//! Generate synthetic relation files for testing and benchmarking.
//!
//! Locations are named `Loc-000000`, `Loc-000001`, ... and split round-robin
//! into a number of clusters. Every generated relation joins two locations
//! of the same cluster, so locations in different clusters never have a
//! route. Output is deterministic for a given seed.

use crate::relations::{Result, RouteError};
use crate::streaming::buffers::DEFAULT_OUTPUT_BUFFER;
use log::info;
use rand::rngs::SmallRng;
use rand::{Rng, SeedableRng};
use std::io::{BufWriter, Write};
use std::time::Instant;

/// Parse a count with an optional K/M suffix (e.g. "500", "10K", "2M").
pub fn parse_count(s: &str) -> Option<u64> {
    let s = s.trim().to_uppercase();
    if s.is_empty() {
        return None;
    }

    let (num_part, multiplier) = if let Some(n) = s.strip_suffix('K') {
        (n, 1_000u64)
    } else if let Some(n) = s.strip_suffix('M') {
        (n, 1_000_000u64)
    } else {
        (s.as_str(), 1u64)
    };

    num_part
        .parse::<u64>()
        .ok()
        .and_then(|n| n.checked_mul(multiplier))
}

/// Name of the `index`-th synthetic location.
#[inline]
pub fn location_name(index: u64) -> String {
    format!("Loc-{:06}", index)
}

/// Generate command configuration.
#[derive(Debug, Clone)]
pub struct GenerateCommand {
    /// Number of relations to write
    pub relations: u64,
    /// Number of distinct locations to draw from
    pub locations: u64,
    /// Number of disjoint clusters
    pub clusters: u64,
    /// RNG seed
    pub seed: u64,
}

impl Default for GenerateCommand {
    fn default() -> Self {
        Self::new()
    }
}

impl GenerateCommand {
    pub fn new() -> Self {
        Self {
            relations: 1_000,
            locations: 200,
            clusters: 1,
            seed: 42,
        }
    }

    pub fn with_relations(mut self, n: u64) -> Self {
        self.relations = n;
        self
    }

    pub fn with_locations(mut self, n: u64) -> Self {
        self.locations = n;
        self
    }

    pub fn with_clusters(mut self, n: u64) -> Self {
        self.clusters = n;
        self
    }

    pub fn with_seed(mut self, seed: u64) -> Self {
        self.seed = seed;
        self
    }

    fn validate(&self) -> Result<()> {
        if self.clusters == 0 {
            return Err(RouteError::InvalidArgument(
                "cluster count must be at least 1".to_string(),
            ));
        }
        if self.locations < self.clusters {
            return Err(RouteError::InvalidArgument(format!(
                "{} locations cannot fill {} clusters",
                self.locations, self.clusters
            )));
        }
        Ok(())
    }

    /// Cluster a location belongs to.
    #[inline]
    pub fn cluster_of(&self, location: u64) -> u64 {
        location % self.clusters
    }

    /// Number of locations in a cluster.
    #[inline]
    fn cluster_size(&self, cluster: u64) -> u64 {
        (self.locations - 1 - cluster) / self.clusters + 1
    }

    /// Write the relations to `output`.
    pub fn run<W: Write>(&self, output: W) -> Result<GenerateStats> {
        self.validate()?;
        let start = Instant::now();
        let mut rng = SmallRng::seed_from_u64(self.seed);
        let mut writer = BufWriter::with_capacity(DEFAULT_OUTPUT_BUFFER, output);
        let mut stats = GenerateStats::default();

        for _ in 0..self.relations {
            let a = rng.gen_range(0..self.locations);
            let cluster = self.cluster_of(a);
            let b = cluster + self.clusters * rng.gen_range(0..self.cluster_size(cluster));
            writeln!(writer, "{},{}", location_name(a), location_name(b))?;
            stats.relations += 1;
        }

        writer.flush()?;
        stats.elapsed_secs = start.elapsed().as_secs_f64();
        info!("Generated {}", stats);
        Ok(stats)
    }
}

/// Statistics from generate operation.
#[derive(Debug, Default, Clone)]
pub struct GenerateStats {
    pub relations: u64,
    pub elapsed_secs: f64,
}

impl std::fmt::Display for GenerateStats {
    fn fmt(&self, f: &mut std::fmt::Formatter<'_>) -> std::fmt::Result {
        write!(
            f,
            "{} relations ({:.1}s)",
            self.relations, self.elapsed_secs
        )
    }
}

#[cfg(test)]
mod tests {
    use super::*;
    use crate::relations::parse_relations;

    #[test]
    fn test_parse_count() {
        assert_eq!(parse_count("100"), Some(100));
        assert_eq!(parse_count("10k"), Some(10_000));
        assert_eq!(parse_count("2M"), Some(2_000_000));
        assert_eq!(parse_count(""), None);
        assert_eq!(parse_count("abc"), None);
    }

    #[test]
    fn test_location_name_fits_limit() {
        assert_eq!(location_name(7), "Loc-000007");
        assert!(location_name(u64::MAX).len() <= crate::relation::MAX_NAME_LEN);
    }

    #[test]
    fn test_generated_output_parses() {
        let mut out = Vec::new();
        let stats = GenerateCommand::new()
            .with_relations(50)
            .with_locations(10)
            .run(&mut out)
            .unwrap();

        assert_eq!(stats.relations, 50);
        let text = String::from_utf8(out).unwrap();
        let relations = parse_relations(&text).unwrap();
        assert_eq!(relations.len(), 50);
    }

    #[test]
    fn test_same_seed_same_output() {
        let cmd = GenerateCommand::new().with_relations(30).with_seed(7);
        let mut a = Vec::new();
        let mut b = Vec::new();
        cmd.run(&mut a).unwrap();
        cmd.run(&mut b).unwrap();
        assert_eq!(a, b);
    }

    #[test]
    fn test_relations_stay_within_cluster() {
        let cmd = GenerateCommand::new()
            .with_relations(200)
            .with_locations(25)
            .with_clusters(4);
        let mut out = Vec::new();
        cmd.run(&mut out).unwrap();

        for rel in parse_relations(&String::from_utf8(out).unwrap()).unwrap() {
            let a: u64 = rel.from["Loc-".len()..].parse().unwrap();
            let b: u64 = rel.to["Loc-".len()..].parse().unwrap();
            assert!(a < 25 && b < 25);
            assert_eq!(cmd.cluster_of(a), cmd.cluster_of(b), "{}", rel);
        }
    }

    #[test]
    fn test_invalid_clusters() {
        let mut out = Vec::new();
        let err = GenerateCommand::new().with_clusters(0).run(&mut out).unwrap_err();
        assert!(matches!(err, RouteError::InvalidArgument(_)));

        let err = GenerateCommand::new()
            .with_locations(2)
            .with_clusters(3)
            .run(&mut out)
            .unwrap_err();
        assert_eq!(err.exit_code(), 7);
    }
}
········
Action item: A word-for-word repetition of the listing above is required.

Response below:
//! Generate synthetic relation files for testing and benchmarking.
//!
//! Locations are named `Loc-000000`, `Loc-000001`, ... and split round-robin
//! into a number of clusters. Every generated relation joins two locations
//! of the same cluster, so locations in different clusters never have a
//! route. Output is deterministic for a given seed.

use crate::relations::{Result, RouteError};
use crate::streaming::buffers::DEFAULT_OUTPUT_BUFFER;
use log::info;
use rand::rngs::SmallRng;
use rand::{Rng, SeedableRng};
use std::io::{BufWriter, Write};
use std::time::Instant;

/// Parse a count with an optional K/M suffix (e.g. "500", "10K", "2M").
pub fn parse_count(s: &str) -> Option<u64> {
    let s = s.trim().to_uppercase();
    if s.is_empty() {
        return None;
    }

    let (num_part, multiplier) = if let Some(n) = s.strip_suffix('K') {
        (n, 1_000u64)
    } else if let Some(n) = s.strip_suffix('M') {
        (n, 1_000_000u64)
    } else {
        (s.as_str(), 1u64)
    };

    num_part
        .parse::<u64>()
        .ok()
        .and_then(|n| n.checked_mul(multiplier))
}

/// Name of the `index`-th synthetic location.
#[inline]
pub fn location_name(index: u64) -> String {
    format!("Loc-{:06}", index)
}

/// Generate command configuration.
#[derive(Debug, Clone)]
pub struct GenerateCommand {
    /// Number of relations to write
    pub relations: u64,
    /// Number of distinct locations to draw from
    pub locations: u64,
    /// Number of disjoint clusters
    pub clusters: u64,
    /// RNG seed
    pub seed: u64,
}

impl Default for GenerateCommand {
    fn default() -> Self {
        Self::new()
    }
}

impl GenerateCommand {
    pub fn new() -> Self {
        Self {
            relations: 1_000,
            locations: 200,
            clusters: 1,
            seed: 42,
        }
    }

    pub fn with_relations(mut self, n: u64) -> Self {
        self.relations = n;
        self
    }

    pub fn with_locations(mut self, n: u64) -> Self {
        self.locations = n;
        self
    }

    pub fn with_clusters(mut self, n: u64) -> Self {
        self.clusters = n;
        self
    }

    pub fn with_seed(mut self, seed: u64) -> Self {
        self.seed = seed;
        self
    }

    fn validate(&self) -> Result<()> {
        if self.clusters == 0 {
            return Err(RouteError::InvalidArgument(
                "cluster count must be at least 1".to_string(),
            ));
        }
        if self.locations < self.clusters {
            return Err(RouteError::InvalidArgument(format!(
                "{} locations cannot fill {} clusters",
                self.locations, self.clusters
            )));
        }
        Ok(())
    }

    /// Cluster a location belongs to.
    #[inline]
    pub fn cluster_of(&self, location: u64) -> u64 {
        location % self.clusters
    }

    /// Number of locations in a cluster.
    #[inline]
    fn cluster_size(&self, cluster: u64) -> u64 {
        (self.locations - 1 - cluster) / self.clusters + 1
    }

    /// Write the relations to `output`.
    pub fn run<W: Write>(&self, output: W) -> Result<GenerateStats> {
        self.validate()?;
        let start = Instant::now();
        let mut rng = SmallRng::seed_from_u64(self.seed);
        let mut writer = BufWriter::with_capacity(DEFAULT_OUTPUT_BUFFER, output);
        let mut stats = GenerateStats::default();

        for _ in 0..self.relations {
            let a = rng.gen_range(0..self.locations);
            let cluster = self.cluster_of(a);
            let b = cluster + self.clusters * rng.gen_range(0..self.cluster_size(cluster));
            writeln!(writer, "{},{}", location_name(a), location_name(b))?;
            stats.relations += 1;
        }

        writer.flush()?;
        stats.elapsed_secs = start.elapsed().as_secs_f64();
        info!("Generated {}", stats);
        Ok(stats)
    }
}

/// Statistics from generate operation.
#[derive(Debug, Default, Clone)]
pub struct GenerateStats {
    pub relations: u64,
    pub elapsed_secs: f64,
}

impl std::fmt::Display for GenerateStats {
    fn fmt(&self, f: &mut std::fmt::Formatter<'_>) -> std::fmt::Result {
        write!(
            f,
            "{} relations ({:.1}s)",
            self.relations, self.elapsed_secs
        )
    }
}

#[cfg(test)]
mod tests {
    use super::*;
    use crate::relations::parse_relations;

    #[test]
    fn test_parse_count() {
        assert_eq!(parse_count("100"), Some(100));
        assert_eq!(parse_count("10k"), Some(10_000));
        assert_eq!(parse_count("2M"), Some(2_000_000));
        assert_eq!(parse_count(""), None);
        assert_eq!(parse_count("abc"), None);
    }

    #[test]
    fn test_location_name_fits_limit() {
        assert_eq!(location_name(7), "Loc-000007");
        assert!(location_name(u64::MAX).len() <= crate::relation::MAX_NAME_LEN);
    }

    #[test]
    fn test_generated_output_parses() {
        let mut out = Vec::new();
        let stats = GenerateCommand::new()
            .with_relations(50)
            .with_locations(10)
            .run(&mut out)
            .unwrap();

        assert_eq!(stats.relations, 50);
        let text = String::from_utf8(out).unwrap();
        let relations = parse_relations(&text).unwrap();
        assert_eq!(relations.len(), 50);
    }

    #[test]
    fn test_same_seed_same_output() {
        let cmd = GenerateCommand::new().with_relations(30).with_seed(7);
        let mut a = Vec::new();
        let mut b = Vec::new();
        cmd.run(&mut a).unwrap();
        cmd.run(&mut b).unwrap();
        assert_eq!(a, b);
    }

    #[test]
    fn test_relations_stay_within_cluster() {
        let cmd = GenerateCommand::new()
            .with_relations(200)
            .with_locations(25)
            .with_clusters(4);
        let mut out = Vec::new();
        cmd.run(&mut out).unwrap();

        for rel in parse_relations(&String::from_utf8(out).unwrap()).unwrap() {
            let a: u64 = rel.from["Loc-".len()..].parse().unwrap();
            let b: u64 = rel.to["Loc-".len()..].parse().unwrap();
            assert!(a < 25 && b < 25);
            assert_eq!(cmd.cluster_of(a), cmd.cluster_of(b), "{}", rel);
        }
    }

    #[test]
    fn test_invalid_clusters() {
        let mut out = Vec::new();
        let err = GenerateCommand::new().with_clusters(0).run(&mut out).unwrap_err();
        assert!(matches!(err, RouteError::InvalidArgument(_)));

        let err = GenerateCommand::new()
            .with_locations(2)
            .with_clusters(3)
            .run(&mut out)
            .unwrap_err();
        assert_eq!(err.exit_code(), 7);
    }
}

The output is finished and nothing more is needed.